The survey also reveals that the majority of respondents who sided with Russia came mainly from 4 out of 14 countries surveyed: Algeria (19 percent), Oman (19 percent), Qatar (19 percent) and Tunisia (18 percent).
Meanwhile in Jordan, respondents who did take a stand were divided equally (13 percent) between Russia and Ukraine.
Both Ukraine and Russia are among the top wheat exporters in the world (about 29 percent of global supply), and on which many countries in the Arab region depend. One would assume, for example, that Egyptians — who source 85 percent of their wheat from Russia and Ukraine combined — would be more opinionated about the conflict.

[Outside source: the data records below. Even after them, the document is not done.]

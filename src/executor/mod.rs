//! # Executor Module
//!
//! Capability interfaces invoked by the transport boundary once a request has
//! been resolved to an endpoint.
//!
//! The gateway itself does not verify credentials, count requests, or talk to a
//! database. Those concerns are supplied from outside as trait objects:
//!
//! - [`Authenticator`] - verifies credentials for an endpoint's auth scheme
//! - [`RateLimiter`] - decides whether a request fits in the endpoint's budget
//! - [`QueryExecutor`] - runs the endpoint's query with the collected parameters
//!
//! [`PolicyExecutor`] composes them into a [`RequestExecutor`], enforcing each
//! endpoint's `auth` and `rate-limit` policy and its declared request fields
//! before the query runs.
//!
//! ```rust,ignore
//! let executor = PolicyExecutor::new(Arc::new(MyDuckDbExecutor::new(pool)))
//!     .with_authenticator(Arc::new(MyJwtAuthenticator::new(keys)))
//!     .with_rate_limiter(Arc::new(MyRedisLimiter::new(client)));
//! ```

mod echo;
mod policy;

pub use echo::EchoQueryExecutor;
pub use policy::{collect_params, PolicyExecutor};

use crate::config::{AuthScheme, EndpointDefinition, RateLimitPolicy};
use crate::router::ResolvedRoute;
use http::Method;
use serde::Serialize;
use serde_json::Value;
use std::collections::{BTreeMap, HashMap};

/// Parameters handed to the query, keyed by request field name.
pub type QueryParams = BTreeMap<String, String>;

/// Request data beyond the path, as parsed by the transport.
#[derive(Debug, Clone, Default)]
pub struct RequestContext {
    pub method: Method,
    pub path: String,
    /// Header names are lowercase
    pub headers: HashMap<String, String>,
    pub query_params: HashMap<String, String>,
}

impl RequestContext {
    /// Get a header by name (case-insensitive).
    pub fn get_header(&self, name: &str) -> Option<&str> {
        self.headers
            .get(&name.to_ascii_lowercase())
            .map(String::as_str)
    }

    pub fn get_query(&self, name: &str) -> Option<&str> {
        self.query_params.get(name).map(String::as_str)
    }
}

/// What an executor answers for one request.
#[derive(Debug, Clone, PartialEq, Serialize)]
pub struct ExecutionResponse {
    pub status: u16,
    pub body: Value,
}

impl ExecutionResponse {
    pub fn ok_json(body: Value) -> Self {
        Self { status: 200, body }
    }

    /// `{"error": message}` with the given status.
    pub fn error(status: u16, message: impl Into<String>) -> Self {
        Self {
            status,
            body: serde_json::json!({ "error": message.into() }),
        }
    }
}

/// One page of query results.
#[derive(Debug, Clone, Default, PartialEq)]
pub struct QueryPage {
    pub rows: Vec<Value>,
    /// Cursor for the following page, if any
    pub next: Option<String>,
    pub total_count: u64,
}

impl QueryPage {
    /// The paginated response envelope documented for every endpoint.
    pub fn into_body(self) -> Value {
        serde_json::json!({
            "data": self.rows,
            "next": self.next.unwrap_or_default(),
            "total_count": self.total_count,
        })
    }
}

/// Handles a resolved request end to end.
pub trait RequestExecutor: Send + Sync {
    fn execute(&self, route: &ResolvedRoute, ctx: &RequestContext) -> ExecutionResponse;
}

/// Verifies the credentials presented for `scheme`.
pub trait Authenticator: Send + Sync {
    fn authenticate(
        &self,
        endpoint: &EndpointDefinition,
        scheme: AuthScheme,
        ctx: &RequestContext,
    ) -> bool;
}

/// Decides whether a request fits in the endpoint's rate-limit budget.
///
/// Counter storage belongs to the implementation.
pub trait RateLimiter: Send + Sync {
    fn allow(
        &self,
        endpoint: &EndpointDefinition,
        policy: &RateLimitPolicy,
        ctx: &RequestContext,
    ) -> bool;
}

/// Runs an endpoint's query.
pub trait QueryExecutor: Send + Sync {
    fn query(&self, endpoint: &EndpointDefinition, params: &QueryParams)
        -> anyhow::Result<QueryPage>;
}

Among the Gulf states, 22 percent of respondents sided with Ukraine, compared with 15 percent with Russia. While the difference is somewhat insignificant, two Gulf states stand out for favoring Russia over Ukraine, namely Oman and Qatar, both with 19 percent of respondents favoring Russia.
Oman and Russia have enjoyed good bilateral relations, particularly in the past few years as Muscat seeks to diversify its relations with non-Western powers. Trade between both countries have also increased significantly, growing by 62 percent in 2018.
In early May, Russian Foreign Minister Sergey Lavrov visited Oman to discuss trade. The two countries have announced a wide package of bilateral agreements, including a mutual visa exemption program.
Much like other Arab states, Oman did not take a concrete stance on the Russia-Ukraine conflict but affirmed its position that the two countries should reach political and diplomatic solutions through dialogue.
While state attitudes do not necessarily determine how the general public will side in a conflict, experts believe that sometimes public opinion mirrors state behavior, which might explain the slightly higher than average position of Oman on the Russia-Ukraine war.